The Chase Pay App Debuts With In-Store Acceptance at Starbucks, Best Buy, More To Come

By John Stewart
@DTPaymentNews

JPMorgan Chase & Co. on Monday officially launched its Chase Pay mobile app, announcing users can now download the wallet and use it to pay at more than 7,500 Starbucks Corp. outlets and at almost 1,400 Best Buy Co. Inc. stores to start with.

The app, which is available on the iTunes App Store and on Google Play, uses quick-response (QR) codes for in-store transactions. It can also be used for in-app and online payments. The app houses any Chase credit or debit card held by the user, and also allows users to check account balances and available credit and look at all transactions going back 90 days. Users can also use the wallet to reload a Starbucks card in the Starbucks iPhone app. Chase says this will also be possible “soon” for Android versions.

While Chase has recently cut deals with major petroleum merchants and general-merchandising retailers for Chase Pay acceptance, the banking giant said Monday point-of-sale acceptance is limited for now to Best Buy and Starbucks. Acceptance at locations for Phillips 66, Conoco, 76, Walmart, ShopRite, The Fresh Grocer, and participating Shell stations, is coming “in the near future,” according to a Chase news release.

In November, Wal-Mart Stores Inc. announced it will accept Chase Pay beginning in 2017, a move that followed a September announcement the giant retailer will use the bank’s ChaseNet processing network.

In working out acceptance deals for Chase Pay, the bank has been able to rely on connections made over the past few years by Merchant Customer Exchange LLC, a retailer consortium that ended a pilot earlier this year for its own wallet, which it called CurrentC, without announcing any further plans for the product. Both Wal-Mart and Phillips 66, for example, are MCX members. MCX announced its alliance last year with Chase.

Chase Pay, plans for which Chase first unveiled 13 months ago, joins a crowded market for mobile-payments apps. Not only have major technology players like Apple Inc., Alphabet Inc., and Samsung Electronics Co. launched mobile wallets, but major banks and retail companies have been joining the market, as well. For example Wal-Mart introduced Walmart Pay nationwide this summer, and CVS Health Corp., a major pharmacy chain and also an MCX member, announced its own entry, CVS Pay, in August. Banking rival Citigroup Inc. earlier this month announced it will launch its Citi Pay wallet this year in Singapore, Australia, and Mexico and in the U.S. early next year.

In light of that level of competition, the sooner Chase Pay brings on more merchants for in-store acceptance, the better, says independent payments analyst Aaron McPherson. “They only have two merchants, that’s not what you want to see when you’re launching a wallet,” he tells Digital Transactions News.
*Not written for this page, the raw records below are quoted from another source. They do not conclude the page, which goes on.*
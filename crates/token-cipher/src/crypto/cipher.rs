//! AES-256-GCM encryption and decryption of individual tokens.
//!
//! Every call draws a fresh 96-bit nonce from the OS CSPRNG, so encrypting the
//! same token twice yields two different payloads. Compare tokens only after
//! decrypting.

use std::sync::Arc;

use aes_gcm::{
    aead::{rand_core::RngCore, AeadInPlace, KeyInit, OsRng},
    Aes256Gcm, Key, Nonce, Tag,
};
use cipher_common::{
    payload::{NONCE_LEN, TAG_LEN},
    CipherError, EncryptedPayload,
};
use tracing::{debug, warn};

use crate::key::{EnvKeySource, KeySource, MasterKey, StaticKeySource};

/// Encrypt `plaintext` under `key` with a random nonce.
///
/// # Errors
///
/// Returns [`CipherError::EmptyPlaintext`] if `plaintext` is empty,
/// [`CipherError::EntropyUnavailable`] if the OS random source fails and
/// [`CipherError::EncryptionFailed`] if the plaintext exceeds the AES-GCM limit.
pub fn seal(plaintext: &[u8], key: &MasterKey) -> Result<EncryptedPayload, CipherError> {
    if plaintext.is_empty() {
        return Err(CipherError::EmptyPlaintext);
    }
    let cipher = build_cipher(key);

    let mut nonce = [0u8; NONCE_LEN];
    OsRng
        .try_fill_bytes(&mut nonce)
        .map_err(|_| CipherError::EntropyUnavailable)?;

    let mut ciphertext = plaintext.to_vec();
    let tag = cipher
        .encrypt_in_place_detached(Nonce::from_slice(&nonce), b"", &mut ciphertext)
        .map_err(|_| CipherError::EncryptionFailed)?;

    let mut tag_bytes = [0u8; TAG_LEN];
    tag_bytes.copy_from_slice(&tag);

    Ok(EncryptedPayload {
        nonce,
        tag: tag_bytes,
        ciphertext,
    })
}

/// Verify and decrypt `payload` under `key`.
///
/// The tag is checked before any plaintext is released; on failure nothing
/// but the error is returned.
///
/// # Errors
///
/// Returns [`CipherError::AuthenticationFailed`] if the tag does not verify
/// (tampered data, corrupted data, or the wrong key).
pub fn open(payload: &EncryptedPayload, key: &MasterKey) -> Result<Vec<u8>, CipherError> {
    let cipher = build_cipher(key);
    let mut buffer = payload.ciphertext.clone();
    cipher
        .decrypt_in_place_detached(
            Nonce::from_slice(&payload.nonce),
            b"",
            &mut buffer,
            Tag::from_slice(&payload.tag),
        )
        .map_err(|_| CipherError::AuthenticationFailed)?;
    Ok(buffer)
}

fn build_cipher(key: &MasterKey) -> Aes256Gcm {
    Aes256Gcm::new(Key::<Aes256Gcm>::from_slice(key.as_bytes()))
}

/// Encrypts and decrypts tokens for storage, loading the master key per call.
///
/// Cheap to clone; clones share the same [`KeySource`]. Safe to use from many
/// threads at once: each call loads its own key copy and owns its buffers.
#[derive(Clone)]
pub struct TokenCipher {
    keys: Arc<dyn KeySource>,
}

impl TokenCipher {
    /// Create a cipher that loads its key from `keys`.
    pub fn new(keys: Arc<dyn KeySource>) -> Self {
        Self { keys }
    }

    /// Create a cipher that reads the hex key from environment variable `var`
    /// on every operation.
    pub fn from_env(var: impl Into<String>) -> Self {
        Self::new(Arc::new(EnvKeySource::new(var)))
    }

    /// Create a cipher over a fixed hex key.
    pub fn with_static_key(hex_key: impl Into<String>) -> Self {
        Self::new(Arc::new(StaticKeySource::new(hex_key)))
    }

    /// Encrypt a token into its `nonce:tag:ciphertext` string form.
    ///
    /// # Errors
    ///
    /// Returns [`CipherError::EmptyPlaintext`] for an empty token (checked before
    /// the key is loaded), [`CipherError::KeyConfiguration`] if the key cannot
    /// be loaded, or an internal error from [`seal`].
    pub fn encrypt(&self, plaintext: &str) -> Result<String, CipherError> {
        let payload = self.encrypt_payload(plaintext.as_bytes())?;
        Ok(payload.to_string())
    }

    /// Encrypt raw bytes into a structured [`EncryptedPayload`].
    ///
    /// # Errors
    ///
    /// Same as [`TokenCipher::encrypt`].
    pub fn encrypt_payload(&self, plaintext: &[u8]) -> Result<EncryptedPayload, CipherError> {
        if plaintext.is_empty() {
            return Err(CipherError::EmptyPlaintext);
        }
        let key = self.load_key()?;
        let payload = seal(plaintext, &key)?;
        debug!(ciphertext_len = payload.ciphertext.len(), "token encrypted");
        Ok(payload)
    }

    /// Decrypt a `nonce:tag:ciphertext` string back to the original token.
    ///
    /// The payload is parsed before the key is loaded, so malformed input is
    /// rejected without touching key material.
    ///
    /// # Errors
    ///
    /// - [`CipherError::MalformedPayload`] if `payload` does not parse, or the
    ///   verified plaintext is not UTF-8.
    /// - [`CipherError::KeyConfiguration`] if the key cannot be loaded.
    /// - [`CipherError::AuthenticationFailed`] if the tag does not verify.
    pub fn decrypt(&self, payload: &str) -> Result<String, CipherError> {
        let parsed: EncryptedPayload = payload.parse()?;
        let plaintext = self.decrypt_payload(&parsed)?;
        String::from_utf8(plaintext)
            .map_err(|_| CipherError::MalformedPayload("plaintext is not valid UTF-8"))
    }

    /// Decrypt a structured [`EncryptedPayload`] to raw bytes.
    ///
    /// # Errors
    ///
    /// [`CipherError::KeyConfiguration`] or [`CipherError::AuthenticationFailed`].
    pub fn decrypt_payload(&self, payload: &EncryptedPayload) -> Result<Vec<u8>, CipherError> {
        let key = self.load_key()?;
        open(payload, &key).inspect_err(|e| warn!(error = %e, "token decryption failed"))
    }

    /// Drop any cached key so the next operation reloads it.
    pub fn invalidate_key(&self) {
        self.keys.invalidate();
    }

    fn load_key(&self) -> Result<MasterKey, CipherError> {
        self.keys.load().map_err(|problem| {
            warn!(error = %problem, "master key unavailable");
            CipherError::from(problem)
        })
    }
}

impl std::fmt::Debug for TokenCipher {
    fn fmt(&self, f: &mut std::fmt::Formatter<'_>) -> std::fmt::Result {
        f.debug_struct("TokenCipher").finish_non_exhaustive()
    }
}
He notes he already has mobile-payments apps that work at Starbucks (the company’s proprietary app) and Best Buy (Apple Pay).

A Chase spokesman, however, says Chase is “taking the time to ensure Chase Pay acceptance runs smoothly.” Later, the app will add new features like order-ahead capability and loyalty features “that will give customers reasons beyond just payment to use Chase Pay.”

The new app also offers substantial benefits to both merchants and consumers that separate it from other wallets, including reduced acceptance cost through ChaseNet, the spokesman says. “Chase Pay is special because it’s the first digital-payments solution that benefits both consumers and merchants,” said Jennifer Roberts, president of strategic alliances and loyalty solutions for Chase, in a statement. “By focusing on merchant needs first—lower cost, zero fraud liability—we’ve got a real opportunity to break through the mobile-payments noise.”